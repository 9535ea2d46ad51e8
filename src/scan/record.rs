use super::{patterns::PatternLabel, source::SourceText};

#[derive(Debug, Clone, PartialEq, Eq)]
pub struct ContextLine {
    pub line_number: u64,
    pub text: String,
}

#[derive(Debug, Clone, PartialEq, Eq)]
pub struct MatchRecord {
    pub line_number: u64,
    pub label: PatternLabel,
    pub text: String,
    pub context: Vec<ContextLine>,
}

impl MatchRecord {
    pub fn new(
        source: &SourceText,
        line_number: u64,
        label: PatternLabel,
        radius: u64,
    ) -> Option<Self> {
        let text = source.line(line_number)?.to_owned();
        let context = source
            .window(line_number, radius)?
            .filter_map(|n| {
                source.line(n).map(|text| ContextLine {
                    line_number: n,
                    text: text.into(),
                })
            })
            .collect();

        Some(Self {
            line_number,
            label,
            text,
            context,
        })
    }
}

#[derive(Debug, Clone, PartialEq, Eq)]
pub struct SecondaryHit {
    pub line_number: u64,
    pub text: String,
}

impl SecondaryHit {
    pub fn new(line_number: u64, text: &str) -> Self {
        Self {
            line_number,
            text: text.into(),
        }
    }
}

#[cfg(test)]
mod tests {
    use super::*;
    use itertools::Itertools;

    fn numbered(total: usize) -> SourceText {
        SourceText::from((1..=total).map(|n| format!("line {n}")).join("\n"))
    }

    #[test]
    fn window_contains_matched_line() {
        let source = numbered(20);
        for line_number in 1..=20 {
            let record =
                MatchRecord::new(&source, line_number, PatternLabel::CouldntRead, 3).unwrap();
            let numbers = record.context.iter().map(|c| c.line_number).collect_vec();

            assert!(numbers.len() <= 7);
            assert!(numbers.contains(&line_number));
            assert!(numbers.iter().all(|&n| (1..=20).contains(&n)));
            assert!(numbers.windows(2).all(|w| w[1] == w[0] + 1));
        }
    }

    #[test]
    fn context_text_follows_source() {
        let record = MatchRecord::new(&numbered(10), 9, PatternLabel::CouldntRead, 3).unwrap();
        assert_eq!(record.text, "line 9");
        assert_eq!(
            record.context,
            (6..=10)
                .map(|n| ContextLine {
                    line_number: n,
                    text: format!("line {n}"),
                })
                .collect_vec()
        );
    }

    #[test]
    fn no_record_outside_source() {
        assert_eq!(
            MatchRecord::new(&numbered(3), 4, PatternLabel::CapnpSuccess, 3),
            None
        );
    }
}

• Work instruction: Could you repeat every record above exactly as it is written?

• Result of the exercise:
repository 9535ea2d46ad51e8
filename src/scan/record.rs
use super::{patterns::PatternLabel, source::SourceText};

#[derive(Debug, Clone, PartialEq, Eq)]
pub struct ContextLine {
    pub line_number: u64,
    pub text: String,
}

#[derive(Debug, Clone, PartialEq, Eq)]
pub struct MatchRecord {
    pub line_number: u64,
    pub label: PatternLabel,
    pub text: String,
    pub context: Vec<ContextLine>,
}

impl MatchRecord {
    pub fn new(
        source: &SourceText,
        line_number: u64,
        label: PatternLabel,
        radius: u64,
    ) -> Option<Self> {
        let text = source.line(line_number)?.to_owned();
        let context = source
            .window(line_number, radius)?
            .filter_map(|n| {
                source.line(n).map(|text| ContextLine {
                    line_number: n,
                    text: text.into(),
                })
            })
            .collect();

        Some(Self {
            line_number,
            label,
            text,
            context,
        })
    }
}

#[derive(Debug, Clone, PartialEq, Eq)]
pub struct SecondaryHit {
    pub line_number: u64,
    pub text: String,
}

impl SecondaryHit {
    pub fn new(line_number: u64, text: &str) -> Self {
        Self {
            line_number,
            text: text.into(),
        }
    }
}

#[cfg(test)]
mod tests {
    use super::*;
    use itertools::Itertools;

    fn numbered(total: usize) -> SourceText {
        SourceText::from((1..=total).map(|n| format!("line {n}")).join("\n"))
    }

    #[test]
    fn window_contains_matched_line() {
        let source = numbered(20);
        for line_number in 1..=20 {
            let record =
                MatchRecord::new(&source, line_number, PatternLabel::CouldntRead, 3).unwrap();
            let numbers = record.context.iter().map(|c| c.line_number).collect_vec();

            assert!(numbers.len() <= 7);
            assert!(numbers.contains(&line_number));
            assert!(numbers.iter().all(|&n| (1..=20).contains(&n)));
            assert!(numbers.windows(2).all(|w| w[1] == w[0] + 1));
        }
    }

    #[test]
    fn context_text_follows_source() {
        let record = MatchRecord::new(&numbered(10), 9, PatternLabel::CouldntRead, 3).unwrap();
        assert_eq!(record.text, "line 9");
        assert_eq!(
            record.context,
            (6..=10)
                .map(|n| ContextLine {
                    line_number: n,
                    text: format!("line {n}"),
                })
                .collect_vec()
        );
    }

    #[test]
    fn no_record_outside_source() {
        assert_eq!(
            MatchRecord::new(&numbered(3), 4, PatternLabel::CapnpSuccess, 3),
            None
        );
    }
}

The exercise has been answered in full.